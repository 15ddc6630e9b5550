use anyhow::Result;
use clap::Parser;
use iceberg::cli::{self, Command};
use iceberg::commands::{self, MapRequest};
use iceberg::config::Config;
use iceberg::logging;
use iceberg::resolver::CancellationToken;

fn main() -> Result<()> {
    logging::init_tracing();
    let args = cli::Args::parse();
    let config = Config::from_env();
    let cancel = CancellationToken::new();

    match args.command {
        Command::Map {
            target,
            flow,
            distance,
            output,
            format,
        } => {
            let request = MapRequest {
                flow,
                distance,
                output,
                format,
            };
            if let Some(summary) = commands::run_map(&target, &request, &config, &cancel)? {
                println!("{}", serde_json::to_string_pretty(&summary)?);
            }
            Ok(())
        }
        Command::EntryPoints { target } => {
            let records = commands::run_entry_points(&target, &config, &cancel)?;
            println!("{}", serde_json::to_string_pretty(&records)?);
            Ok(())
        }
    }
}
use crate::entry_point::EntryPoint;
use crate::error::{MapError, MapResult};
use crate::filter::ProjectFilter;
use crate::mapper::FlowDirection;
use crate::metadata::{DependencyMap, MethodMetadata};
use crate::resolver::{CancellationToken, MethodSymbol, ReferenceLocation, Resolver};
use crate::selector::MethodSelector;
use std::collections::{HashMap, HashSet};
use tracing::{debug, info, warn};

/// One mapping session: a fresh [`DependencyMap`] filled by depth-first
/// expansion of every entry point handed to [`MappingContext::map_entry_point`].
///
/// A node is recorded before its dependencies are expanded, so re-entering it
/// through a cycle finds the record and stops.
pub struct MappingContext<'a, R: Resolver> {
    resolver: &'a R,
    selectors: &'a [MethodSelector<R>],
    consumers: &'a dyn ProjectFilter,
    flow: FlowDirection,
    max_depth: Option<usize>,
    cancel: &'a CancellationToken,
    map: DependencyMap,
    // Largest remaining hop budget each node was expanded with.
    budgets: HashMap<String, usize>,
    // Resolved dependencies, kept in bounded sessions so a node reached again
    // with a larger budget is not resolved twice.
    resolved: HashMap<String, Vec<EntryPoint<R::Symbol>>>,
}

impl<'a, R: Resolver> MappingContext<'a, R> {
    pub fn new(
        resolver: &'a R,
        selectors: &'a [MethodSelector<R>],
        consumers: &'a dyn ProjectFilter,
        flow: FlowDirection,
        cancel: &'a CancellationToken,
    ) -> Self {
        Self {
            resolver,
            selectors,
            consumers,
            flow,
            max_depth: None,
            cancel,
            map: DependencyMap::new(),
            budgets: HashMap::new(),
            resolved: HashMap::new(),
        }
    }

    /// Bounds expansion to `depth` hops from each seed. Nodes reached with no
    /// hops left are recorded with an empty dependency set.
    pub fn with_max_depth(mut self, depth: Option<usize>) -> Self {
        self.max_depth = depth;
        self
    }

    pub fn map(&self) -> &DependencyMap {
        &self.map
    }

    pub fn into_map(self) -> DependencyMap {
        self.map
    }

    pub fn map_entry_point(&mut self, entry: &EntryPoint<R::Symbol>) -> MapResult<()> {
        let budget = self.max_depth.unwrap_or(usize::MAX);
        self.visit(entry, budget)
    }

    fn visit(&mut self, entry: &EntryPoint<R::Symbol>, remaining: usize) -> MapResult<()> {
        if self.cancel.is_cancelled() {
            return Err(MapError::Cancelled);
        }
        let name = entry.display_name();
        if name.trim().is_empty() {
            info!("entry point with a blank name; skipping");
            return Ok(());
        }
        if let Some(&seen) = self.budgets.get(name) {
            if self.max_depth.is_none() || remaining <= seen {
                debug!(display_name = name, "already mapped; skipping");
                return Ok(());
            }
        }
        self.budgets.insert(name.to_string(), remaining);

        if remaining == 0 {
            self.map.insert(entry.metadata(), HashSet::new());
            return Ok(());
        }
        if entry.symbol().is_none() {
            info!(display_name = name, "no declared symbol for entry point; skipping");
            self.map.insert(entry.metadata(), HashSet::new());
            return Ok(());
        }

        let cached = self.resolved.get(name).cloned();
        let dependencies = match cached {
            Some(cached) => cached,
            None => {
                let found = self.resolve(entry)?;
                if self.cancel.is_cancelled() {
                    return Err(MapError::Cancelled);
                }
                if self.max_depth.is_some() {
                    self.resolved.insert(name.to_string(), found.clone());
                }
                found
            }
        };

        let recorded: HashSet<MethodMetadata> =
            dependencies.iter().map(EntryPoint::metadata).collect();
        self.map.insert(entry.metadata(), recorded);

        let next = match self.max_depth {
            Some(_) => remaining - 1,
            None => usize::MAX,
        };
        for dependency in &dependencies {
            self.visit(dependency, next)?;
        }
        Ok(())
    }

    fn resolve(&self, entry: &EntryPoint<R::Symbol>) -> MapResult<Vec<EntryPoint<R::Symbol>>> {
        let found = match self.flow {
            FlowDirection::Upstream => self.resolve_upstream(entry)?,
            FlowDirection::Downstream => self.resolve_downstream(entry)?,
        };
        Ok(dedup_dependencies(entry, found))
    }

    fn resolve_upstream(
        &self,
        entry: &EntryPoint<R::Symbol>,
    ) -> MapResult<Vec<EntryPoint<R::Symbol>>> {
        let candidates = self.recover(
            self.resolver.find_call_candidates(entry, self.cancel),
            "find call candidates",
        )?;
        if candidates.is_empty() {
            return Ok(Vec::new());
        }
        let mut selected = Vec::new();
        for selector in self.selectors {
            let symbols = self.recover(
                selector.select(entry, &candidates, self.resolver, self.cancel),
                "select candidates",
            )?;
            selected.extend(symbols);
        }

        let mut out = Vec::with_capacity(selected.len());
        for symbol in &selected {
            match self.resolver.declaration_of(symbol) {
                Ok(dependency) => out.push(dependency),
                Err(miss) => info!(symbol = %symbol.display_name(), reason = %miss, "skipping candidate"),
            }
        }
        Ok(out)
    }

    fn resolve_downstream(
        &self,
        entry: &EntryPoint<R::Symbol>,
    ) -> MapResult<Vec<EntryPoint<R::Symbol>>> {
        let Some(symbol) = entry.symbol() else {
            return Ok(Vec::new());
        };
        let references = self.recover(
            self.resolver.find_references(symbol, self.cancel),
            "find references",
        )?;
        let mut out = Vec::new();
        for location in &references {
            if !self.consumers.matches(location.project()) {
                debug!(project = location.project().name(), "reference outside consumer projects");
                continue;
            }
            let consumer = self.recover(
                self.resolver.containing_method(location, self.cancel),
                "resolve containing method",
            )?;
            let Some(consumer) = consumer else {
                debug!(?location, "reference is not inside a method body");
                continue;
            };
            let is_self = consumer
                .symbol()
                .is_some_and(|own| self.resolver.symbols_equal(own, symbol));
            if is_self {
                continue;
            }
            out.push(consumer);
        }
        Ok(out)
    }

    /// Resolver failures skip the step unless the session was cancelled.
    fn recover<T: Default>(&self, result: anyhow::Result<T>, step: &str) -> MapResult<T> {
        match result {
            Ok(value) => Ok(value),
            Err(_) if self.cancel.is_cancelled() => Err(MapError::Cancelled),
            Err(err) => {
                warn!(step, error = %err, "resolver step failed; skipping");
                Ok(T::default())
            }
        }
    }
}

/// Keeps the first dependency per display name and drops self references.
fn dedup_dependencies<S>(
    entry: &EntryPoint<S>,
    found: Vec<EntryPoint<S>>,
) -> Vec<EntryPoint<S>> {
    let mut seen = HashSet::new();
    let mut out = Vec::with_capacity(found.len());
    for dependency in found {
        let name = dependency.display_name();
        if name.trim().is_empty() {
            info!("dependency with a blank name; skipping");
            continue;
        }
        if name == entry.display_name() {
            debug!(display_name = name, "self reference; skipping");
            continue;
        }
        if !seen.insert(name.to_string()) {
            debug!(display_name = name, "duplicate dependency; skipping");
            continue;
        }
        out.push(dependency);
    }
    out
}
pub mod cli;
pub mod commands;
pub mod config;
pub mod entry_point;
pub mod error;
pub mod export;
pub mod filter;
pub mod logging;
pub mod mapper;
pub mod metadata;
pub mod resolver;
pub mod selector;
pub mod util;
pub mod workspace;

pub use entry_point::{Declaration, EntryPoint};
pub use error::{MapError, MapResult, ResolveMiss};
pub use mapper::{DependencyMapper, FlowDirection, trim_to_depth};
pub use metadata::{DependencyMap, MethodMetadata};
pub use resolver::{CancellationToken, Resolver};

________

Gather up every line in the data above that contains the word "config", copying each one.

▶ [Solution to this task]:
use iceberg::config::Config;
    let config = Config::from_env();
            if let Some(summary) = commands::run_map(&target, &request, &config, &cancel)? {
            let records = commands::run_entry_points(&target, &config, &cancel)?;
pub mod config;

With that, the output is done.